Municipalities in the interest rate trap – German municipalities are “wearing out”

It is not flattering for Germany when the mayor of a city with a population of 40,000 says something like Markus Zwick: "The required standard of schools and kindergartens can no longer be maintained, we have put the lever on wear and tear.

Municipalities in the interest rate trap – German municipalities are “wearing out”

It is not flattering for Germany when the mayor of a city with a population of 40,000 says something like Markus Zwick: "The required standard of schools and kindergartens can no longer be maintained, we have put the lever on wear and tear." Actually, two new ones should be built Daycare centers are planned and built, but that's just not possible anymore.

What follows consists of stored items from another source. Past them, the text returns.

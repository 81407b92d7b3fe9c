//! Failure isolation for extension code.
//!
//! Every call into an extension, whether registration at load time or a
//! hook callback at dispatch time, goes through [`isolate`]. Returned errors
//! and panics both come back as a [`Failure`] carrying a diagnostic trace;
//! nothing unwinds into the server.

use std::any::Any;
use std::backtrace::Backtrace;
use std::cell::{Cell, RefCell};
use std::panic::{self, AssertUnwindSafe};
use std::sync::Once;

thread_local! {
    /// Number of `isolate` frames active on this thread.
    static DEPTH: Cell<usize> = const { Cell::new(0) };
    /// Location and backtrace of the last panic caught on this thread.
    static LAST_PANIC: RefCell<Option<String>> = const { RefCell::new(None) };
}

static PANIC_HOOK: Once = Once::new();

/// A failed call into extension code.
#[derive(Debug, Clone)]
pub struct Failure {
    /// One-line description.
    pub message: String,
    /// Error chain or panic backtrace.
    pub trace: Option<String>,
    /// Whether the extension panicked rather than returning an error.
    pub panicked: bool,
}

impl std::fmt::Display for Failure {
    fn fmt(&self, f: &mut std::fmt::Formatter<'_>) -> std::fmt::Result {
        if self.panicked {
            write!(f, "panicked: {}", self.message)
        } else {
            f.write_str(&self.message)
        }
    }
}

/// Runs `f`, converting an `Err` or a panic into a [`Failure`].
pub fn isolate<T>(f: impl FnOnce() -> anyhow::Result<T>) -> Result<T, Failure> {
    install_panic_hook();

    DEPTH.with(|d| d.set(d.get() + 1));
    let outcome = panic::catch_unwind(AssertUnwindSafe(f));
    DEPTH.with(|d| d.set(d.get() - 1));

    match outcome {
        Ok(Ok(value)) => Ok(value),
        Ok(Err(err)) => Err(Failure {
            message: format!("{err:#}"),
            trace: Some(format!("{err:?}")),
            panicked: false,
        }),
        Err(payload) => Err(Failure {
            message: panic_message(payload.as_ref()),
            trace: LAST_PANIC.with(|slot| slot.borrow_mut().take()),
            panicked: true,
        }),
    }
}

/// Installs a process-wide panic hook once. Panics raised inside `isolate`
/// are recorded for the caught [`Failure`] instead of printed; all other
/// panics go to the previously installed hook.
fn install_panic_hook() {
    PANIC_HOOK.call_once(|| {
        let previous = panic::take_hook();
        panic::set_hook(Box::new(move |info| {
            if DEPTH.with(|d| d.get()) == 0 {
                previous(info);
                return;
            }
            let location = info
                .location()
                .map(|l| l.to_string())
                .unwrap_or_else(|| "<unknown>".to_string());
            let report = format!("at {location}\n{}", Backtrace::force_capture());
            LAST_PANIC.with(|slot| *slot.borrow_mut() = Some(report));
        }));
    });
}

fn panic_message(payload: &(dyn Any + Send)) -> String {
    if let Some(s) = payload.downcast_ref::<&str>() {
        (*s).to_string()
    } else if let Some(s) = payload.downcast_ref::<String>() {
        s.clone()
    } else {
        "non-string panic payload".to_string()
    }
}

CDU politician Zwick has been the mayor of Pirmasens since 2019. The heart of the German shoe industry once beat in the Palatinate, today the per capita debt is higher in no other municipality nationwide. "The debts don't go away, we carry them on and on," says Zwick.

What's more, the debt is getting more and more expensive. The interest on the approximately 355 million euros in cash advances has increased to one percent per annum. "At four percent, nothing works at all," says Zwick.

It is not certain that interest rates will rise to four percent. But the mere possibility that this could happen as part of the interest rate turnaround is causing unrest among mayors and chamberlains - not only in the Palatinate. Around 2000 municipalities are considered over-indebted. For years they have lacked money for schools, swimming pools and the removal of potholes.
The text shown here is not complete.